• [Record set]:
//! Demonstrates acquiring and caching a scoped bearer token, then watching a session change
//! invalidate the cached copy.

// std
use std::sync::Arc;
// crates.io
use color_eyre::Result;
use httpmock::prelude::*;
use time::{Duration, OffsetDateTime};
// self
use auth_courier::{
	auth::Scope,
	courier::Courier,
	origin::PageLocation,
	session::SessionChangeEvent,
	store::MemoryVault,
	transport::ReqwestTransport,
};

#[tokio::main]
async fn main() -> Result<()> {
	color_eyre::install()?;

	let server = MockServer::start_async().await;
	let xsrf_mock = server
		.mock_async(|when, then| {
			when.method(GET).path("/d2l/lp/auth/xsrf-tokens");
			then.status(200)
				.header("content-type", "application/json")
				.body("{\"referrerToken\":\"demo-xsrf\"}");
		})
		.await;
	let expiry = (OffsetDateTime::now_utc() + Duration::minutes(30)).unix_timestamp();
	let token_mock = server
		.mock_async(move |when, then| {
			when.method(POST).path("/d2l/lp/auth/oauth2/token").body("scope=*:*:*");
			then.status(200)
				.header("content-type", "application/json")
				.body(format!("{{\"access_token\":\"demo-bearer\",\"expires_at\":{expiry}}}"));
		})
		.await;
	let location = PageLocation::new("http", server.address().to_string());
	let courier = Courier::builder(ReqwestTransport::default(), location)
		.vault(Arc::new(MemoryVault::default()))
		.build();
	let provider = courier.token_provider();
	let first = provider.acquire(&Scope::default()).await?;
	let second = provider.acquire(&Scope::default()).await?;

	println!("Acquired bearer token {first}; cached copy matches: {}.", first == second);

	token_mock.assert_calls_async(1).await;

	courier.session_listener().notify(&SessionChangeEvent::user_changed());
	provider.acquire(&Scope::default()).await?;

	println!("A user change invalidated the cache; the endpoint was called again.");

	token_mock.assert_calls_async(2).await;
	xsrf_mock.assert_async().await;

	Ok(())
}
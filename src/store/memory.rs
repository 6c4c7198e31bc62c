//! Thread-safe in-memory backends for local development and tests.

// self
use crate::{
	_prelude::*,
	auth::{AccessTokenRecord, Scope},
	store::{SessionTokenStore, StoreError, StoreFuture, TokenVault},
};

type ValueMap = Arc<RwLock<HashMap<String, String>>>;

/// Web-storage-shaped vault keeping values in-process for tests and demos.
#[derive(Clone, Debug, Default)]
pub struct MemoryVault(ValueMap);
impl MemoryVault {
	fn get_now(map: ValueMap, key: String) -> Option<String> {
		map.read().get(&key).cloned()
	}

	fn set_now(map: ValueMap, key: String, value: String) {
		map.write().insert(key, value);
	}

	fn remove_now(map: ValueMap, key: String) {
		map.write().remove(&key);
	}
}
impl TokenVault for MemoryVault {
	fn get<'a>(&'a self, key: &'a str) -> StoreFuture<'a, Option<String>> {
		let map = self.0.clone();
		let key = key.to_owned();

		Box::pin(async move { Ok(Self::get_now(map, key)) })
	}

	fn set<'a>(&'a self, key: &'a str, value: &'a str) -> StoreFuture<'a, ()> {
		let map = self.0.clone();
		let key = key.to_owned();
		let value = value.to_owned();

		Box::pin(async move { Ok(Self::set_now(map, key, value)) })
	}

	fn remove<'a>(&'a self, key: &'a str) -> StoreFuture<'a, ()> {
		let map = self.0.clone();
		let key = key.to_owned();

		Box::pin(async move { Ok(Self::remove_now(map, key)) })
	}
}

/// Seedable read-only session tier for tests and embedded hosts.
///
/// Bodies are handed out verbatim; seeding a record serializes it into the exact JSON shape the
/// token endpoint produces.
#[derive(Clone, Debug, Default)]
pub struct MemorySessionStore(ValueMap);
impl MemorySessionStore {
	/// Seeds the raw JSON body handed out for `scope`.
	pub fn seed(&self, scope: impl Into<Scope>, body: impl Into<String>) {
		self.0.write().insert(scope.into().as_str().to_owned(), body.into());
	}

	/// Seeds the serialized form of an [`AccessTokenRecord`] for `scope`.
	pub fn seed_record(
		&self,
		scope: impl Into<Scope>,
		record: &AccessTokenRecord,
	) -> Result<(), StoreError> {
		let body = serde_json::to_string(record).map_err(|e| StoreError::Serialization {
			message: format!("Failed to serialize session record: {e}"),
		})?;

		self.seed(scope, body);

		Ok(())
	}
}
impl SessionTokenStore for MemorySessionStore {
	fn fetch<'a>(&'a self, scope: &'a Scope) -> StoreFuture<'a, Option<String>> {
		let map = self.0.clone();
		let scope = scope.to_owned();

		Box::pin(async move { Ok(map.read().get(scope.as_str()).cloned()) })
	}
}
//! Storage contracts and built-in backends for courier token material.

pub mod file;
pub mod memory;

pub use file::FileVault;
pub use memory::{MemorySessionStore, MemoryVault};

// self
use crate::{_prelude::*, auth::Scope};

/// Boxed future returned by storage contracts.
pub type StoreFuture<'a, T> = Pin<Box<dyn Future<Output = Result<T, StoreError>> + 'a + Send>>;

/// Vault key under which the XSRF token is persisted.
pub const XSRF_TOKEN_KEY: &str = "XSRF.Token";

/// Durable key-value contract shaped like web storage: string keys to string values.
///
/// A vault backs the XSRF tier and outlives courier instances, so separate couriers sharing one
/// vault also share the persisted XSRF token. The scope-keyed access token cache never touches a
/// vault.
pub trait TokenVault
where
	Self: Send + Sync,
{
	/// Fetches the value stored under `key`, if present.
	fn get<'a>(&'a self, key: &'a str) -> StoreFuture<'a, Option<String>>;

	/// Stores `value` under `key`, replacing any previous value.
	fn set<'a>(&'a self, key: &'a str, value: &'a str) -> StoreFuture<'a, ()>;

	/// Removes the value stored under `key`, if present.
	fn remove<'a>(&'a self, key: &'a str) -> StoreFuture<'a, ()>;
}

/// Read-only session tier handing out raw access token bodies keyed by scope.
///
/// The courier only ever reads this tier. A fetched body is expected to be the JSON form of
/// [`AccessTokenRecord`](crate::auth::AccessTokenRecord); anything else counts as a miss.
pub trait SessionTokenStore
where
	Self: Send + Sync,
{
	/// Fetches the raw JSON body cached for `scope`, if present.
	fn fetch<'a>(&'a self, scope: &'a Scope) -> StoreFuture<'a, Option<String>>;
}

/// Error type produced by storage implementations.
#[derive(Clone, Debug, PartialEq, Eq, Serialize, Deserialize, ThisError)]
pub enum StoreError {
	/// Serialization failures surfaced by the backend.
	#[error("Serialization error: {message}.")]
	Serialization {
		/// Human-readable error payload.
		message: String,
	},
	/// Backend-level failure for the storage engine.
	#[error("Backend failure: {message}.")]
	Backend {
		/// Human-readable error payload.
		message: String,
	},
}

• [Goal of the exercise]: The records above, in their entirety, need to be set down again exactly.

• [Exercise output]:
//! Demonstrates acquiring and caching a scoped bearer token, then watching a session change
//! invalidate the cached copy.

// std
use std::sync::Arc;
// crates.io
use color_eyre::Result;
use httpmock::prelude::*;
use time::{Duration, OffsetDateTime};
// self
use auth_courier::{
	auth::Scope,
	courier::Courier,
	origin::PageLocation,
	session::SessionChangeEvent,
	store::MemoryVault,
	transport::ReqwestTransport,
};

#[tokio::main]
async fn main() -> Result<()> {
	color_eyre::install()?;

	let server = MockServer::start_async().await;
	let xsrf_mock = server
		.mock_async(|when, then| {
			when.method(GET).path("/d2l/lp/auth/xsrf-tokens");
			then.status(200)
				.header("content-type", "application/json")
				.body("{\"referrerToken\":\"demo-xsrf\"}");
		})
		.await;
	let expiry = (OffsetDateTime::now_utc() + Duration::minutes(30)).unix_timestamp();
	let token_mock = server
		.mock_async(move |when, then| {
			when.method(POST).path("/d2l/lp/auth/oauth2/token").body("scope=*:*:*");
			then.status(200)
				.header("content-type", "application/json")
				.body(format!("{{\"access_token\":\"demo-bearer\",\"expires_at\":{expiry}}}"));
		})
		.await;
	let location = PageLocation::new("http", server.address().to_string());
	let courier = Courier::builder(ReqwestTransport::default(), location)
		.vault(Arc::new(MemoryVault::default()))
		.build();
	let provider = courier.token_provider();
	let first = provider.acquire(&Scope::default()).await?;
	let second = provider.acquire(&Scope::default()).await?;

	println!("Acquired bearer token {first}; cached copy matches: {}.", first == second);

	token_mock.assert_calls_async(1).await;

	courier.session_listener().notify(&SessionChangeEvent::user_changed());
	provider.acquire(&Scope::default()).await?;

	println!("A user change invalidated the cache; the endpoint was called again.");

	token_mock.assert_calls_async(2).await;
	xsrf_mock.assert_async().await;

	Ok(())
}
filename src/store/memory.rs
repository 6c4c7198e31bc62c
//! Thread-safe in-memory backends for local development and tests.

// self
use crate::{
	_prelude::*,
	auth::{AccessTokenRecord, Scope},
	store::{SessionTokenStore, StoreError, StoreFuture, TokenVault},
};

type ValueMap = Arc<RwLock<HashMap<String, String>>>;

/// Web-storage-shaped vault keeping values in-process for tests and demos.
#[derive(Clone, Debug, Default)]
pub struct MemoryVault(ValueMap);
impl MemoryVault {
	fn get_now(map: ValueMap, key: String) -> Option<String> {
		map.read().get(&key).cloned()
	}

	fn set_now(map: ValueMap, key: String, value: String) {
		map.write().insert(key, value);
	}

	fn remove_now(map: ValueMap, key: String) {
		map.write().remove(&key);
	}
}
impl TokenVault for MemoryVault {
	fn get<'a>(&'a self, key: &'a str) -> StoreFuture<'a, Option<String>> {
		let map = self.0.clone();
		let key = key.to_owned();

		Box::pin(async move { Ok(Self::get_now(map, key)) })
	}

	fn set<'a>(&'a self, key: &'a str, value: &'a str) -> StoreFuture<'a, ()> {
		let map = self.0.clone();
		let key = key.to_owned();
		let value = value.to_owned();

		Box::pin(async move { Ok(Self::set_now(map, key, value)) })
	}

	fn remove<'a>(&'a self, key: &'a str) -> StoreFuture<'a, ()> {
		let map = self.0.clone();
		let key = key.to_owned();

		Box::pin(async move { Ok(Self::remove_now(map, key)) })
	}
}

/// Seedable read-only session tier for tests and embedded hosts.
///
/// Bodies are handed out verbatim; seeding a record serializes it into the exact JSON shape the
/// token endpoint produces.
#[derive(Clone, Debug, Default)]
pub struct MemorySessionStore(ValueMap);
impl MemorySessionStore {
	/// Seeds the raw JSON body handed out for `scope`.
	pub fn seed(&self, scope: impl Into<Scope>, body: impl Into<String>) {
		self.0.write().insert(scope.into().as_str().to_owned(), body.into());
	}

	/// Seeds the serialized form of an [`AccessTokenRecord`] for `scope`.
	pub fn seed_record(
		&self,
		scope: impl Into<Scope>,
		record: &AccessTokenRecord,
	) -> Result<(), StoreError> {
		let body = serde_json::to_string(record).map_err(|e| StoreError::Serialization {
			message: format!("Failed to serialize session record: {e}"),
		})?;

		self.seed(scope, body);

		Ok(())
	}
}
impl SessionTokenStore for MemorySessionStore {
	fn fetch<'a>(&'a self, scope: &'a Scope) -> StoreFuture<'a, Option<String>> {
		let map = self.0.clone();
		let scope = scope.to_owned();

		Box::pin(async move { Ok(map.read().get(scope.as_str()).cloned()) })
	}
}
//! Storage contracts and built-in backends for courier token material.

pub mod file;
pub mod memory;

pub use file::FileVault;
pub use memory::{MemorySessionStore, MemoryVault};

// self
use crate::{_prelude::*, auth::Scope};

/// Boxed future returned by storage contracts.
pub type StoreFuture<'a, T> = Pin<Box<dyn Future<Output = Result<T, StoreError>> + 'a + Send>>;

/// Vault key under which the XSRF token is persisted.
pub const XSRF_TOKEN_KEY: &str = "XSRF.Token";

/// Durable key-value contract shaped like web storage: string keys to string values.
///
/// A vault backs the XSRF tier and outlives courier instances, so separate couriers sharing one
/// vault also share the persisted XSRF token. The scope-keyed access token cache never touches a
/// vault.
pub trait TokenVault
where
	Self: Send + Sync,
{
	/// Fetches the value stored under `key`, if present.
	fn get<'a>(&'a self, key: &'a str) -> StoreFuture<'a, Option<String>>;

	/// Stores `value` under `key`, replacing any previous value.
	fn set<'a>(&'a self, key: &'a str, value: &'a str) -> StoreFuture<'a, ()>;

	/// Removes the value stored under `key`, if present.
	fn remove<'a>(&'a self, key: &'a str) -> StoreFuture<'a, ()>;
}

/// Read-only session tier handing out raw access token bodies keyed by scope.
///
/// The courier only ever reads this tier. A fetched body is expected to be the JSON form of
/// [`AccessTokenRecord`](crate::auth::AccessTokenRecord); anything else counts as a miss.
pub trait SessionTokenStore
where
	Self: Send + Sync,
{
	/// Fetches the raw JSON body cached for `scope`, if present.
	fn fetch<'a>(&'a self, scope: &'a Scope) -> StoreFuture<'a, Option<String>>;
}

/// Error type produced by storage implementations.
#[derive(Clone, Debug, PartialEq, Eq, Serialize, Deserialize, ThisError)]
pub enum StoreError {
	/// Serialization failures surfaced by the backend.
	#[error("Serialization error: {message}.")]
	Serialization {
		/// Human-readable error payload.
		message: String,
	},
	/// Backend-level failure for the storage engine.
	#[error("Backend failure: {message}.")]
	Backend {
		/// Human-readable error payload.
		message: String,
	},
}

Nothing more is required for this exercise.